| What is required |
A bare number is the expected answer: the count of lines in the records that contain the word "second".

| Exercise material |

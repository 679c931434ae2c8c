use jobhunt::pkg::{
    internal::store::JobStore,
    server::{router::build_routes, state::AppState},
};
use serde_json::{Value, json};
use tokio::io::{AsyncReadExt, AsyncWriteExt};

async fn spawn_app(store: JobStore) -> std::net::SocketAddr {
    let app = build_routes(AppState::with_store(store));
    let listener = tokio::net::TcpListener::bind("127.0.0.1:0")
        .await
        .expect("bind listener");
    let addr = listener.local_addr().expect("local addr");
    tokio::spawn(async move { axum::serve(listener, app).await.expect("serve app") });
    addr
}

async fn send_raw(
    addr: std::net::SocketAddr,
    method: &str,
    path: &str,
    headers: &[(&str, &str)],
    body: &str,
) -> (u16, String, String) {
    let mut stream = tokio::net::TcpStream::connect(addr)
        .await
        .expect("connect server");
    let mut req = format!(
        "{method} {path} HTTP/1.1\r\nHost: {addr}\r\nConnection: close\r\nContent-Length: {}\r\n",
        body.len()
    );
    for (k, v) in headers {
        req.push_str(&format!("{k}: {v}\r\n"));
    }
    req.push_str("\r\n");
    req.push_str(body);
    stream
        .write_all(req.as_bytes())
        .await
        .expect("write request");
    let mut response = String::new();
    stream
        .read_to_string(&mut response)
        .await
        .expect("read response");
    let (head, body) = response
        .split_once("\r\n\r\n")
        .expect("http response must have separator");
    let status = head
        .lines()
        .next()
        .and_then(|line| line.split_whitespace().nth(1))
        .and_then(|s| s.parse::<u16>().ok())
        .expect("http status");
    (status, head.to_string(), body.to_string())
}

async fn get(addr: std::net::SocketAddr, path: &str) -> (u16, String, String) {
    send_raw(addr, "GET", path, &[], "").await
}

async fn api_jobs(addr: std::net::SocketAddr) -> Vec<Value> {
    let (status, _, body) = get(addr, "/api/jobs").await;
    assert_eq!(status, 200);
    serde_json::from_str(&body).expect("jobs json")
}

const FORM: (&str, &str) = ("Content-Type", "application/x-www-form-urlencoded");
const JSON: (&str, &str) = ("Content-Type", "application/json");

#[tokio::test]
async fn dashboard_lists_seed_jobs() {
    let addr = spawn_app(JobStore::seeded()).await;
    let (status, head, body) = get(addr, "/").await;
    assert_eq!(status, 200);
    assert!(head.contains("text/html"));
    for title in [
        "Senior Frontend Engineer",
        "Fullstack TypeScript Developer",
        "Product Engineer",
        "Frontend Developer",
        "Staff UI Engineer",
    ] {
        assert!(body.contains(title), "dashboard is missing {title}");
    }
}

#[tokio::test]
async fn detail_page_and_not_found() {
    let addr = spawn_app(JobStore::seeded()).await;

    let (status, _, body) = get(addr, "/jobs/3").await;
    assert_eq!(status, 200);
    assert!(body.contains("Fjord Finance"));
    assert!(body.contains("2024-12-18"));

    for path in ["/jobs/999", "/jobs/0", "/jobs/abc"] {
        let (status, _, body) = get(addr, path).await;
        assert_eq!(status, 404, "{path}");
        assert!(body.contains("Job not found"), "{path}");
    }
}

#[tokio::test]
async fn add_form_submission_redirects_and_stores_the_job() {
    let addr = spawn_app(JobStore::seeded()).await;

    let (status, _, body) = get(addr, "/add").await;
    assert_eq!(status, 200);
    assert!(body.contains("name=\"date_applied\""));

    let (status, _, _) = get(addr, "/jobs/6").await;
    assert_eq!(status, 404);

    let (status, head, _) = send_raw(
        addr,
        "POST",
        "/add",
        &[FORM],
        "title=X&company=Y&status=Applied&salary_range=%241&description=d&date_applied=2025-01-01",
    )
    .await;
    assert_eq!(status, 303);
    assert!(head.lines().any(|line| line.eq_ignore_ascii_case("location: /")));

    let (status, _, body) = get(addr, "/jobs/6").await;
    assert_eq!(status, 200);
    assert!(body.contains("Applied: 2025-01-01"));

    let jobs = api_jobs(addr).await;
    assert_eq!(jobs.len(), 6);
    assert_eq!(
        jobs[5],
        json!({
            "id": 6,
            "title": "X",
            "company": "Y",
            "status": "Applied",
            "salary_range": "$1",
            "description": "d",
            "date_applied": "2025-01-01"
        })
    );
}

#[tokio::test]
async fn add_form_without_status_defaults_to_applied() {
    let addr = spawn_app(JobStore::empty()).await;
    let (status, _, _) = send_raw(
        addr,
        "POST",
        "/add",
        &[FORM],
        "title=Engineer&company=Acme&salary_range=open&description=build+things&date_applied=2025-02-03",
    )
    .await;
    assert_eq!(status, 303);

    let jobs = api_jobs(addr).await;
    assert_eq!(jobs.len(), 1);
    assert_eq!(jobs[0]["id"], 1);
    assert_eq!(jobs[0]["status"], "Applied");
    assert_eq!(jobs[0]["description"], "build things");
}

#[tokio::test]
async fn invalid_form_is_rejected_without_storing() {
    let addr = spawn_app(JobStore::seeded()).await;
    for body in [
        "title=&company=Y&status=Applied&salary_range=%241&description=d&date_applied=2025-01-01",
        "title=%20%20&company=Y&status=Applied&salary_range=%241&description=d&date_applied=2025-01-01",
        "title=X&company=Y&status=Applied&salary_range=%241&description=d&date_applied=someday",
        "title=X&company=Y&status=Ghosted&salary_range=%241&description=d&date_applied=2025-01-01",
    ] {
        let (status, head, page) = send_raw(addr, "POST", "/add", &[FORM], body).await;
        assert_eq!(status, 400, "{body}");
        assert!(head.to_ascii_lowercase().contains("content-type: text/html"), "{body}");
        assert!(page.contains("role=\"alert\""), "{body}");
    }
    assert_eq!(api_jobs(addr).await.len(), 5);
}

#[tokio::test]
async fn json_api_round_trip() {
    let addr = spawn_app(JobStore::seeded()).await;

    let (status, _, _) = get(addr, "/api/jobs/6").await;
    assert_eq!(status, 404);
    let (status, _, _) = get(addr, "/api/jobs/999").await;
    assert_eq!(status, 404);

    let payload = json!({
        "title": "X",
        "company": "Y",
        "salary_range": "$1",
        "description": "d",
        "date_applied": "2025-01-01"
    })
    .to_string();
    let (status, _, body) = send_raw(addr, "POST", "/api/jobs", &[JSON], &payload).await;
    assert_eq!(status, 201);
    let created: Value = serde_json::from_str(&body).expect("created json");
    assert_eq!(created["id"], 6);
    assert_eq!(created["status"], "Applied");

    let (status, _, body) = get(addr, "/api/jobs/6").await;
    assert_eq!(status, 200);
    let fetched: Value = serde_json::from_str(&body).expect("job json");
    assert_eq!(fetched, created);

    let (status, _, body) = send_raw(addr, "POST", "/api/jobs", &[JSON], &payload).await;
    assert_eq!(status, 201);
    let second: Value = serde_json::from_str(&body).expect("created json");
    assert_eq!(second["id"], 7);

    let jobs = api_jobs(addr).await;
    let ids: Vec<i64> = jobs.iter().filter_map(|j| j["id"].as_i64()).collect();
    assert_eq!(ids, vec![1, 2, 3, 4, 5, 6, 7]);
}

#[tokio::test]
async fn json_api_rejects_blank_fields() {
    let addr = spawn_app(JobStore::seeded()).await;
    let payload = json!({ "title": " ", "company": "Y" }).to_string();
    let (status, _, _) = send_raw(addr, "POST", "/api/jobs", &[JSON], &payload).await;
    assert_eq!(status, 400);
    assert_eq!(api_jobs(addr).await.len(), 5);
}

#[tokio::test]
async fn probes_answer() {
    let addr = spawn_app(JobStore::seeded()).await;
    assert_eq!(get(addr, "/livez").await.0, 200);
    assert_eq!(get(addr, "/healthz").await.0, 200);
}
pub mod handlers;
pub mod router;
pub mod state;
pub mod uispec;

use standard_error::{Interpolate, StandardError};

use crate::{conf::settings, prelude::Result};
use router::build_routes;
use state::AppState;

pub async fn listen() -> Result<()> {
    let listener =
        tokio::net::TcpListener::bind(format!("0.0.0.0:{}", settings.listen_port.clone()))
            .await
            .map_err(|e| StandardError::new("ERR-SRV-001").interpolate_err(e.to_string()))?;
    tracing::info!(
        "{} listening at port {}",
        settings.service_name,
        settings.listen_port
    );
    tokio::select! {
        r = axum::serve(listener, build_routes(AppState::new(&settings))) => {
            tracing::warn!("server ended unexpectedly: {:?}", &r)
        },
        _ = tokio::signal::ctrl_c() => {
            tracing::info!("received ctrl+c interrupt, closing server");
        }
    }
    Ok(())
}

| Task answer |
2